Bailar es revolucionario. Bailar desafía al sistema: hace que el ciudadano recupere la concepción de su propio cuerpo, espanta los rigores, libera. Por eso Irán lo prohibió en 1979, con la Revolución iraní. Antes de esto, el país financiaba ampliamente todas las artes y apoyaba, con especial énfasis, los programas de danza que combinaban el baile tradicional con disciplinas occidentales como el ballet. Pero después del derrocamiento del Gobierno de Shah, a ojos de los fundamentalistas, bailar es un “acto perverso”, un “pecado inmoral” que arranca en la anatomía pero desemboca en la mente y la acaba corrompiendo.
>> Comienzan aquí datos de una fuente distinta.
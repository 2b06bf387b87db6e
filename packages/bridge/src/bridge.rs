//! The datastore bridge.
//!
//! `DataStoreBridge` drives the encrypted store living inside the engine.
//! Every public operation is fire-and-forget: it registers for its
//! completion at call time, then runs in a spawned task that
//!
//! 1. waits for its lifecycle precondition (engine ready, store opened),
//! 2. re-checks `initialized`/`locked` for sensitive operations,
//! 3. evaluates its script in the engine,
//! 4. waits for the named callback, and
//! 5. publishes exactly one [`DataStoreEvent`].
//!
//! Failures at any step end the call with a single `Error` event.

use std::future::Future;
use std::sync::Arc;

use lockbox_domain::Item;
use lockbox_wire::{decode_bool, Callback, CallbackFunction, OperationKind, Script};
use serde_json::Value;
use tokio::sync::mpsc;
use tokio::task::JoinHandle;

use crate::config::BridgeConfig;
use crate::dispatch::{DataStoreEvent, Dispatcher};
use crate::engine::{EngineChannel, EngineNotification};
use crate::error::{DataStoreError, Result};
use crate::registry::{CompletionRegistry, Payload};

struct Inner {
    config: BridgeConfig,
    engine: Arc<dyn EngineChannel>,
    dispatcher: Arc<dyn Dispatcher>,
    registry: CompletionRegistry,
}

/// Handle to the datastore living in the embedded engine.
///
/// Cheap to clone; clones share the same engine, registry and dispatcher.
/// Operations spawn onto the current tokio runtime and must be called from
/// within one.
///
/// # Example
///
/// ```rust,ignore
/// let bus = BroadcastDispatcher::new(config.event_capacity);
/// let bridge = DataStoreBridge::launch(config, engine, bus.clone()).await;
/// bridge.spawn_ingest(notifications);
///
/// bridge.open(uid);
/// bridge.initialize(scoped_key);
/// bridge.list();
/// // ItemsListed arrives on the bus once the engine answers.
/// ```
#[derive(Clone)]
pub struct DataStoreBridge {
    inner: Arc<Inner>,
}

impl DataStoreBridge {
    /// Create a bridge without touching the engine.
    ///
    /// Call [`load`](Self::load) to start the datastore page.
    pub fn new<E, D>(config: BridgeConfig, engine: E, dispatcher: D) -> Self
    where
        E: EngineChannel + 'static,
        D: Dispatcher + 'static,
    {
        Self {
            inner: Arc::new(Inner {
                config,
                engine: Arc::new(engine),
                dispatcher: Arc::new(dispatcher),
                registry: CompletionRegistry::new(),
            }),
        }
    }

    /// Create a bridge and immediately start loading the datastore page.
    pub async fn launch<E, D>(config: BridgeConfig, engine: E, dispatcher: D) -> Self
    where
        E: EngineChannel + 'static,
        D: Dispatcher + 'static,
    {
        let bridge = Self::new(config, engine, dispatcher);
        bridge.load().await;
        bridge
    }

    /// Ask the engine to load the datastore page.
    ///
    /// Publishes `Opened(false)` once the page location is known, or
    /// `Error(Unknown)` if the bundle path cannot form one.
    pub async fn load(&self) {
        let inner = &self.inner;
        let (page, base) = match (inner.config.page_url(), inner.config.base_url()) {
            (Ok(page), Ok(base)) => (page, base),
            (Err(e), _) | (_, Err(e)) => {
                tracing::warn!(
                    bundle = %inner.config.bundle_path.display(),
                    "datastore page location is not a file URL"
                );
                inner.dispatcher.dispatch(DataStoreEvent::Error(e));
                return;
            }
        };

        inner.dispatcher.dispatch(DataStoreEvent::Opened(false));
        tracing::debug!(page = %page, "loading datastore page");
        if let Err(e) = inner
            .engine
            .load(&page, &base, &CallbackFunction::ALL)
            .await
        {
            tracing::warn!(error = %e, "datastore page failed to load");
            inner.dispatcher.dispatch(DataStoreEvent::Error(e.into()));
        }
    }

    pub fn config(&self) -> &BridgeConfig {
        &self.inner.config
    }

    /// Whether the engine has reported that the page finished loading.
    pub fn is_engine_ready(&self) -> bool {
        self.inner.registry.is_engine_ready()
    }

    /// Whether an `open` has completed.
    pub fn is_opened(&self) -> bool {
        self.inner.registry.is_opened()
    }

    /// Number of calls of `kind` awaiting their callback.
    pub fn pending(&self, kind: OperationKind) -> usize {
        self.inner.registry.pending(kind)
    }

    /// Open the store for user `uid`. Publishes `Opened(true)`.
    pub fn open(&self, uid: impl Into<String>) -> JoinHandle<()> {
        let script = Script::Open { uid: uid.into() };
        self.run(OperationKind::Open, move |inner| async move {
            inner.registry.engine_ready().await?;
            inner.evaluate(&script).await.map(drop)
        })
    }

    /// Initialize the store with the user's scoped key. Publishes
    /// `Initialized(true)`.
    pub fn initialize(&self, scoped_key: impl Into<String>) -> JoinHandle<()> {
        let script = Script::Initialize {
            scoped_key: scoped_key.into(),
        };
        self.run(OperationKind::Initialize, move |inner| async move {
            inner.registry.opened().await?;
            inner.evaluate(&script).await.map(drop)
        })
    }

    /// Unlock the store. Publishes `Locked(false)`.
    pub fn unlock(&self, scoped_key: impl Into<String>) -> JoinHandle<()> {
        let script = Script::Unlock {
            scoped_key: scoped_key.into(),
        };
        self.run(OperationKind::Unlock, move |inner| async move {
            inner.registry.opened().await?;
            inner.evaluate(&script).await.map(drop)
        })
    }

    /// Lock the store. Publishes `Locked(true)`.
    pub fn lock(&self) -> JoinHandle<()> {
        self.run(OperationKind::Lock, |inner| async move {
            inner.registry.opened().await?;
            inner.evaluate(&Script::Lock).await.map(drop)
        })
    }

    /// List every item. Publishes `ItemsListed`.
    ///
    /// Fails with `NotInitialized` or `Locked` without calling `list` in
    /// the engine when the store is not usable.
    pub fn list(&self) -> JoinHandle<()> {
        self.run(OperationKind::List, |inner| async move {
            inner.registry.opened().await?;
            inner.check_state().await?;
            inner.evaluate(&Script::List).await.map(drop)
        })
    }

    /// Touch an item. Publishes `ItemUpdated` with the item the engine
    /// returns.
    ///
    /// An item without an id fails with `NoIdPassed` before anything is
    /// sent to the engine.
    pub fn touch(&self, item: Item) -> JoinHandle<()> {
        if !item.has_id() {
            tracing::warn!(title = %item.title, "touch requested for item without id");
            self.inner
                .dispatcher
                .dispatch(DataStoreEvent::Error(DataStoreError::NoIdPassed));
            return tokio::spawn(std::future::ready(()));
        }

        self.run(OperationKind::Touch, move |inner| async move {
            inner.registry.opened().await?;
            inner.check_state().await?;
            let script = Script::touch(&item)?;
            inner.evaluate(&script).await.map(drop)
        })
    }

    /// Read the `initialized` flag once the store is open.
    pub async fn is_initialized(&self) -> Result<bool> {
        self.inner.status(Script::ReadInitialized).await
    }

    /// Read the `locked` flag once the store is open.
    pub async fn is_locked(&self) -> Result<bool> {
        self.inner.status(Script::ReadLocked).await
    }

    /// Publish the current `initialized` flag as `Initialized(value)`.
    pub fn refresh_initialized(&self) -> JoinHandle<()> {
        self.refresh(Script::ReadInitialized, DataStoreEvent::Initialized)
    }

    /// Publish the current `locked` flag as `Locked(value)`.
    pub fn refresh_locked(&self) -> JoinHandle<()> {
        self.refresh(Script::ReadLocked, DataStoreEvent::Locked)
    }

    /// Feed one engine notification into the bridge.
    pub fn ingest(&self, notification: EngineNotification) {
        match notification {
            EngineNotification::Loaded => {
                if self.inner.registry.fire_engine_ready() {
                    tracing::debug!("datastore engine ready");
                } else {
                    tracing::trace!("ignoring repeated load notification");
                }
            }
            EngineNotification::Message { name, body } => self.inner.handle_message(&name, body),
        }
    }

    /// Ingest notifications from `rx` until the sender side closes.
    pub fn spawn_ingest(&self, mut rx: mpsc::Receiver<EngineNotification>) -> JoinHandle<()> {
        let bridge = self.clone();
        tokio::spawn(async move {
            while let Some(notification) = rx.recv().await {
                bridge.ingest(notification);
            }
            tracing::debug!("engine notification channel closed");
        })
    }

    /// Register for `kind`'s completion now, then drive `call` and publish
    /// the outcome from a spawned task.
    fn run<F, Fut>(&self, kind: OperationKind, call: F) -> JoinHandle<()>
    where
        F: FnOnce(Arc<Inner>) -> Fut,
        Fut: Future<Output = Result<()>> + Send + 'static,
    {
        let completion = self.inner.registry.subscribe(kind);
        let inner = Arc::clone(&self.inner);
        let call = call(Arc::clone(&inner));

        tokio::spawn(async move {
            let flow = async {
                tracing::trace!(operation = %kind, callback = %kind.callback(), "call started");
                if let Err(e) = call.await {
                    tracing::warn!(operation = %kind, error = %e, "datastore call failed");
                    inner.registry.fail(kind, e);
                }
                completion.wait().await
            };

            let outcome = match inner.within_timeout(kind.as_str(), flow).await {
                Err(e @ DataStoreError::Timeout { .. }) => {
                    inner.registry.fail(kind, e.clone());
                    Err(e)
                }
                other => other,
            };

            let event = outcome
                .and_then(|payload| success_event(kind, payload))
                .unwrap_or_else(DataStoreEvent::Error);
            inner.dispatcher.dispatch(event);
        })
    }

    fn refresh(&self, script: Script, event: fn(bool) -> DataStoreEvent) -> JoinHandle<()> {
        let inner = Arc::clone(&self.inner);
        tokio::spawn(async move {
            let event = inner
                .status(script)
                .await
                .map(event)
                .unwrap_or_else(DataStoreEvent::Error);
            inner.dispatcher.dispatch(event);
        })
    }
}

impl Inner {
    async fn evaluate(&self, script: &Script) -> Result<Value> {
        tracing::debug!(script = script.name(), "evaluating in engine");
        let expression = script.render(&self.config.data_store_name);
        Ok(self.engine.evaluate(&expression).await?)
    }

    async fn read_flag(&self, script: Script) -> Result<bool> {
        let value = self.evaluate(&script).await?;
        Ok(decode_bool(&value)?)
    }

    /// Wait for `opened`, then read a flag, bounded by the callback timeout.
    async fn status(&self, script: Script) -> Result<bool> {
        let label = script.name();
        let flow = async {
            self.registry.opened().await?;
            self.read_flag(script).await
        };
        self.within_timeout(label, flow).await
    }

    /// Query `initialized`, then `locked`, fresh on every call.
    ///
    /// `locked` is never queried for an uninitialized store.
    async fn check_state(&self) -> Result<()> {
        if !self.read_flag(Script::ReadInitialized).await? {
            return Err(DataStoreError::NotInitialized);
        }
        if self.read_flag(Script::ReadLocked).await? {
            return Err(DataStoreError::Locked);
        }
        Ok(())
    }

    async fn within_timeout<T>(
        &self,
        label: &'static str,
        flow: impl Future<Output = Result<T>>,
    ) -> Result<T> {
        let Some(limit) = self.config.callback_timeout() else {
            return flow.await;
        };
        match tokio::time::timeout(limit, flow).await {
            Ok(outcome) => outcome,
            Err(_) => {
                tracing::warn!(operation = label, ?limit, "datastore call timed out");
                Err(DataStoreError::Timeout { operation: label })
            }
        }
    }

    fn handle_message(&self, name: &str, body: Value) {
        let function: CallbackFunction = match name.parse() {
            Ok(function) => function,
            Err(e) => {
                tracing::warn!(error = %e, "callback on unregistered channel");
                self.dispatcher
                    .dispatch(DataStoreEvent::Error(DataStoreError::UnexpectedJavaScriptMethod));
                return;
            }
        };
        tracing::debug!(callback = %function, "engine callback");

        let callback = match Callback::decode(function, body) {
            Ok(callback) => callback,
            Err(e) => {
                tracing::warn!(callback = %function, error = %e, "undecodable callback body");
                let error = DataStoreError::from(e);
                // With no touch waiting, a bad update still reaches the bus.
                let failed = match function.operation() {
                    OperationKind::Touch => self.registry.fail(OperationKind::Touch, error.clone()),
                    _ => 0,
                };
                if failed == 0 {
                    self.dispatcher.dispatch(DataStoreEvent::Error(error));
                }
                return;
            }
        };

        let kind = callback.function().operation();
        let payload = match callback {
            Callback::OpenComplete => {
                self.registry.fire_opened();
                Payload::Unit
            }
            Callback::InitializeComplete | Callback::UnlockComplete | Callback::LockComplete => {
                Payload::Unit
            }
            Callback::ListComplete(items) => Payload::Items(items),
            Callback::UpdateComplete(item) => Payload::Item(item),
        };

        if !self.registry.resolve(kind, payload) {
            tracing::debug!(operation = %kind, "completion arrived with no caller waiting");
        }
    }
}

fn success_event(kind: OperationKind, payload: Payload) -> Result<DataStoreEvent> {
    match (kind, payload) {
        (OperationKind::Open, Payload::Unit) => Ok(DataStoreEvent::Opened(true)),
        (OperationKind::Initialize, Payload::Unit) => Ok(DataStoreEvent::Initialized(true)),
        (OperationKind::Unlock, Payload::Unit) => Ok(DataStoreEvent::Locked(false)),
        (OperationKind::Lock, Payload::Unit) => Ok(DataStoreEvent::Locked(true)),
        (OperationKind::List, Payload::Items(items)) => Ok(DataStoreEvent::ItemsListed(items)),
        (OperationKind::Touch, Payload::Item(item)) => Ok(DataStoreEvent::ItemUpdated(item)),
        _ => Err(DataStoreError::UnexpectedType),
    }
}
La danza allá ha ido desapareciendo, a pesar de las resistencias civiles. Ha muerto el ballet iraní -uno de los más aclamados y prestigiosos en el medio Oriente- y se han fugado los bailarines vocacionales como Afshin Ghaffarian, quien fundó la compañía de danza clandestina Tanatos y en 2007 organizó una presentación de Medea en medio del desierto -el único lugar donde podían exponer libremente la obra- ante 15 espectadores.
Ghaffarian ha llevado sus reivindicaciones por toda Europa: tras una representación de Extraño pero cierto en Berlín, el coreógrafo salió a escena con una pulsera en apoyo al llamado Movimiento Verde, que denunciaba el fraude en las elecciones presidenciales de Irán en 2009. Con una mano se tapaba la boca, para simbolizar la muerte de la libertad de expresión en su patria; y, con otra, alzaba el símbolo de victoria. Ahora vive en París.
Las mujeres lideran la revolución
El Gobierno de Irán ha seguido golpeando fuerte la libertad artística de sus ciudadanos. Ha seguido insuflándoles pánico. En 2014, condenó a seis meses de prisión y a 91 latigazos a seis jóvenes que habían sido detenidos por grabar un vídeo bailando Happy, de Pharrell Williams. La justicia iraní aseguró que habían “participado en la producción de un vídeo vulgar” y les acusó de “mantener relaciones ilícitas” entre ellos. Atentaban, presuntamente, contra “la castidad de la nación”. Sin embargo, a pesar de estos embates, aún palpitan los rebeldes en Irán. Especialmente, las mujeres, que llevan años organizándose de forma clandestina para dar clases de bailes unas a otras. Es toda una odisea: encontrar en el periódico un anuncio encriptado, bucear en fotos de internet, llamar a números misteriosos, conseguir que amigas proporcionen referencias falsas sobre ti…
Las clases suelen darse en sótanos de hospitales, en oficinas abandonadas o en los hogares de las profesoras, pero siempre de forma muy silenciosa. A menudo la maestra se limita a marcar el compás para la sus alumnas, no sea que los vecinos escuchen música y llamen a la policía. La última vuelta de tuerca a esta revolución subyacente consiste en abrir las puertas de las academias clandestinas y bailar en la calle. Es, en esencia, una forma de protestar contra un sistema que las anula. Las activistas, armadas con iPods, desafían las imposiciones políticas y religiosas de su país y se graban bailando en las calles, entregadas a la música a través de sus auriculares.
Se colocan en avenidas, en párkings o en calles concurridas y muestran su cara, sin pudores. Caminan danzando bajo el sol o danzan en medio de una carretera, rodeadas de coches. Hay algo más, algo fundamental: se quitan el velo. Ahí las imágenes de amigas paseando juntas, soltándose las largas melenas. Otra se va desprendiendo de él -de ese símbolo de represión en forma de tela- y se lanza a la jarana. Son la esperanza última de un país acongojado. Jóvenes, valientes e insurrectas, arriesgando su vida, montando la mundial y disparando acordes y coreografías, recordando que su cuerpo es suyo y que se merecen la alegría.